(Collected data entries)
# # # # # # #

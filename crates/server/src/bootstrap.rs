use std::sync::Arc;

use rapport_agent::{AgentRuntime, LoggingExecutor, RegistryError, RuntimeRepositories};
use rapport_core::config::{AppConfig, ConfigError, LoadOptions};
use rapport_db::{connect_with_settings, migrations, DbPool};
use thiserror::Error;
use tracing::info;

pub struct Application {
    pub config: AppConfig,
    pub db_pool: DbPool,
    pub runtime: Arc<AgentRuntime>,
}

#[derive(Debug, Error)]
pub enum BootstrapError {
    #[error(transparent)]
    Config(#[from] ConfigError),
    #[error("database connection failed: {0}")]
    DatabaseConnect(#[source] sqlx::Error),
    #[error("database migration failed: {0}")]
    Migration(#[source] sqlx::migrate::MigrateError),
    #[error("agent registration failed: {0}")]
    Registry(#[from] RegistryError),
}

#[cfg_attr(not(test), allow(dead_code))]
pub async fn bootstrap(options: LoadOptions) -> Result<Application, BootstrapError> {
    let config = AppConfig::load(options)?;
    bootstrap_with_config(config).await
}

pub async fn bootstrap_with_config(config: AppConfig) -> Result<Application, BootstrapError> {
    info!(
        event_name = "system.bootstrap.start",
        correlation_id = "bootstrap",
        "starting application bootstrap"
    );

    let db_pool = connect_with_settings(
        &config.database.url,
        config.database.max_connections,
        config.database.timeout_secs,
    )
    .await
    .map_err(BootstrapError::DatabaseConnect)?;
    info!(
        event_name = "system.bootstrap.database_connected",
        correlation_id = "bootstrap",
        "database connection established"
    );

    migrations::run_pending(&db_pool).await.map_err(BootstrapError::Migration)?;
    info!(
        event_name = "system.bootstrap.migrations_applied",
        correlation_id = "bootstrap",
        "database migrations applied"
    );

    let runtime = AgentRuntime::new(
        RuntimeRepositories::sql(db_pool.clone()),
        Arc::new(LoggingExecutor),
        &config,
    );
    runtime.register_default_agents().await?;
    info!(
        event_name = "system.bootstrap.agents_registered",
        correlation_id = "bootstrap",
        agents = ?runtime.registry().agents().await,
        "default agents registered"
    );

    Ok(Application { config, db_pool, runtime: Arc::new(runtime) })
}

# # # # # # #

_WHAT THE EXERCISE ASKS_
With no word changed, write the entries out once more.

_EXERCISE RESPONSE_
filename crates/server/src/bootstrap.rs
use std::sync::Arc;

use rapport_agent::{AgentRuntime, LoggingExecutor, RegistryError, RuntimeRepositories};
use rapport_core::config::{AppConfig, ConfigError, LoadOptions};
use rapport_db::{connect_with_settings, migrations, DbPool};
use thiserror::Error;
use tracing::info;

pub struct Application {
    pub config: AppConfig,
    pub db_pool: DbPool,
    pub runtime: Arc<AgentRuntime>,
}

#[derive(Debug, Error)]
pub enum BootstrapError {
    #[error(transparent)]
    Config(#[from] ConfigError),
    #[error("database connection failed: {0}")]
    DatabaseConnect(#[source] sqlx::Error),
    #[error("database migration failed: {0}")]
    Migration(#[source] sqlx::migrate::MigrateError),
    #[error("agent registration failed: {0}")]
    Registry(#[from] RegistryError),
}

#[cfg_attr(not(test), allow(dead_code))]
pub async fn bootstrap(options: LoadOptions) -> Result<Application, BootstrapError> {
    let config = AppConfig::load(options)?;
    bootstrap_with_config(config).await
}

pub async fn bootstrap_with_config(config: AppConfig) -> Result<Application, BootstrapError> {
    info!(
        event_name = "system.bootstrap.start",
        correlation_id = "bootstrap",
        "starting application bootstrap"
    );

    let db_pool = connect_with_settings(
        &config.database.url,
        config.database.max_connections,
        config.database.timeout_secs,
    )
    .await
    .map_err(BootstrapError::DatabaseConnect)?;
    info!(
        event_name = "system.bootstrap.database_connected",
        correlation_id = "bootstrap",
        "database connection established"
    );

    migrations::run_pending(&db_pool).await.map_err(BootstrapError::Migration)?;
    info!(
        event_name = "system.bootstrap.migrations_applied",
        correlation_id = "bootstrap",
        "database migrations applied"
    );

    let runtime = AgentRuntime::new(
        RuntimeRepositories::sql(db_pool.clone()),
        Arc::new(LoggingExecutor),
        &config,
    );
    runtime.register_default_agents().await?;
    info!(
        event_name = "system.bootstrap.agents_registered",
        correlation_id = "bootstrap",
        agents = ?runtime.registry().agents().await,
        "default agents registered"
    );

    Ok(Application { config, db_pool, runtime: Arc::new(runtime) })
}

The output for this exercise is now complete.